Walleye Fishing Techniques

Walleye Fishing Techniques for Lake Erie Charters

Lake Erie Charters for walleyes ranks as one of the most popular species of fish sought by most anglers. After learning walleye fishing techniques in the Western Basin of Lake Erie you too will be hooked on catching walleyes. Walleyes feed readily, are generally concentrated in large schools and great fun to catch by anglers of all ages and are highly sought after as superior table fare!

We typically start the walleye fishing season in late March or early April depending on the winter ice thaw. In the early part of the spring we will be fishing around natural reefs and the Maumee Bay area in the Western Basin of Lake Erie jig fishing.

As theĀ Lake Erie Walleye Charters fishing season gets underway we will be jig fishing with hair jigs. As summer approaches we will start to drift fish with spinning lures tipped with earthworms. These lures, commonly known as “the weapon” are a variation similar to the famous “Erie Dearie” yet when used correctly in the right conditions yield amazing results! Your experienced captain know just when, where and how to make your walleye fishing trip a successful one! Whether you are an experienced Lake Erie angler, or first timer (young or old) our captains will take the time to teach your crew our time tested tips, tricks and winning techniques.

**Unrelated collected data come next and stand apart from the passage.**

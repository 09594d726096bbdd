//! In-process configuration store
//!
//! Each write transaction works on a private copy of the tree and swaps it in
//! on commit, so readers never observe a partial update. Commits are
//! last-committed-wins unless the store is [`MemoryStore::strict`], in which
//! case a transaction that started before another commit fails with
//! [`StoreError::Conflict`].
//!
//! After every commit the store compares each kicker's monitored subtree
//! before and after the swap and queues a [`Kick`] for the ones that changed.
//! The owner drains them with [`ConfigStore::drain_kicks`] and invokes the
//! named actions.

use super::model::{ServiceRecord, SlaTimeouts, WebexSettings};
use super::path::{NodePath, ServiceId};
use super::{
    ConfigStore, ListKind, Node, Principal, StoreError, StoreResult, Transaction, TxnMode,
};
use crate::sla::policy::SlaPolicy;
use crate::sla::watch::WatchTrigger;
use serde::{Deserialize, Serialize};
use std::collections::BTreeMap;
use std::path::{Path, PathBuf};
use std::sync::{Mutex, MutexGuard};

/// The whole persisted model
#[derive(Debug, Clone, Default, PartialEq, Serialize, Deserialize)]
pub struct ConfigTree {
    #[serde(default)]
    pub services: BTreeMap<ServiceId, ServiceRecord>,
    #[serde(default, skip_serializing_if = "Option::is_none")]
    pub timeouts: Option<SlaTimeouts>,
    #[serde(default, skip_serializing_if = "Option::is_none")]
    pub webex: Option<WebexSettings>,
    #[serde(default)]
    pub policies: BTreeMap<String, SlaPolicy>,
    #[serde(default)]
    pub kickers: BTreeMap<String, WatchTrigger>,
}

impl ConfigTree {
    pub fn get(&self, path: &NodePath) -> StoreResult<Option<Node>> {
        Ok(match path {
            NodePath::Service(id) => self.services.get(id).cloned().map(Node::Service),
            NodePath::SlaTimeouts => self.timeouts.map(Node::Timeouts),
            NodePath::Webex => self.webex.clone().map(Node::Webex),
            NodePath::Policy(name) => self.policies.get(name).cloned().map(Node::Policy),
            NodePath::Kicker(name) => self.kickers.get(name).cloned().map(Node::Kicker),
            NodePath::ServiceAction { .. } | NodePath::Sla | NodePath::SlaTimeoutAction => {
                return Err(StoreError::NotAddressable {
                    path: path.to_string(),
                })
            }
        })
    }

    pub fn set(&mut self, path: &NodePath, node: Node) -> StoreResult<()> {
        match (path, node) {
            (NodePath::Service(id), Node::Service(record)) if &record.id == id => {
                self.services.insert(id.clone(), record);
            }
            (NodePath::SlaTimeouts, Node::Timeouts(timeouts)) => self.timeouts = Some(timeouts),
            (NodePath::Webex, Node::Webex(settings)) => self.webex = Some(settings),
            (NodePath::Policy(name), Node::Policy(policy)) if &policy.name == name => {
                self.policies.insert(name.clone(), policy);
            }
            (NodePath::Kicker(name), Node::Kicker(kicker)) if &kicker.name == name => {
                self.kickers.insert(name.clone(), kicker);
            }
            (NodePath::ServiceAction { .. } | NodePath::Sla | NodePath::SlaTimeoutAction, _) => {
                return Err(StoreError::NotAddressable {
                    path: path.to_string(),
                })
            }
            (path, node) => {
                return Err(StoreError::TypeMismatch {
                    path: path.to_string(),
                    expected: expected_kind(path),
                    found: node.kind(),
                })
            }
        }
        Ok(())
    }

    pub fn delete(&mut self, path: &NodePath) -> StoreResult<bool> {
        Ok(match path {
            NodePath::Service(id) => self.services.remove(id).is_some(),
            NodePath::SlaTimeouts => self.timeouts.take().is_some(),
            NodePath::Webex => self.webex.take().is_some(),
            NodePath::Policy(name) => self.policies.remove(name).is_some(),
            NodePath::Kicker(name) => self.kickers.remove(name).is_some(),
            NodePath::ServiceAction { .. } | NodePath::Sla | NodePath::SlaTimeoutAction => {
                return Err(StoreError::NotAddressable {
                    path: path.to_string(),
                })
            }
        })
    }

    pub fn keys(&self, list: ListKind) -> Vec<NodePath> {
        match list {
            ListKind::Services => self.services.keys().cloned().map(NodePath::Service).collect(),
            ListKind::Policies => self.policies.keys().cloned().map(NodePath::Policy).collect(),
            ListKind::Kickers => self.kickers.keys().cloned().map(NodePath::Kicker).collect(),
        }
    }

    /// Comparable rendering of everything at or below `path`
    fn subtree(&self, path: &NodePath) -> serde_json::Value {
        let value = match path {
            NodePath::Sla => serde_json::to_value((&self.timeouts, &self.webex)),
            NodePath::SlaTimeouts | NodePath::SlaTimeoutAction => {
                serde_json::to_value(self.timeouts)
            }
            NodePath::Webex => serde_json::to_value(&self.webex),
            NodePath::Service(id) | NodePath::ServiceAction { service: id, .. } => {
                serde_json::to_value(self.services.get(id))
            }
            NodePath::Policy(name) => serde_json::to_value(self.policies.get(name)),
            NodePath::Kicker(name) => serde_json::to_value(self.kickers.get(name)),
        };
        value.unwrap_or(serde_json::Value::Null)
    }
}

As the summer heats up we will begin to add trolling to our walleye catching arsenal. Walleye trolling is highly productive on days when there is simply little to no wind for drift fishing. These are common occurrences in the summer and fall months but not to worry … trolling for Walleye is some of the most exciting, action packed fishing to be had on Lake Erie. Our trolling techniques are hands on, using light tackle that all anglers will enjoy! Your captain and first mate will teach you the simple basics quickly and your crew will be reeling in Walleye the rest of the day! We run several lines off of planer boards at different depths using jet divers and spoons.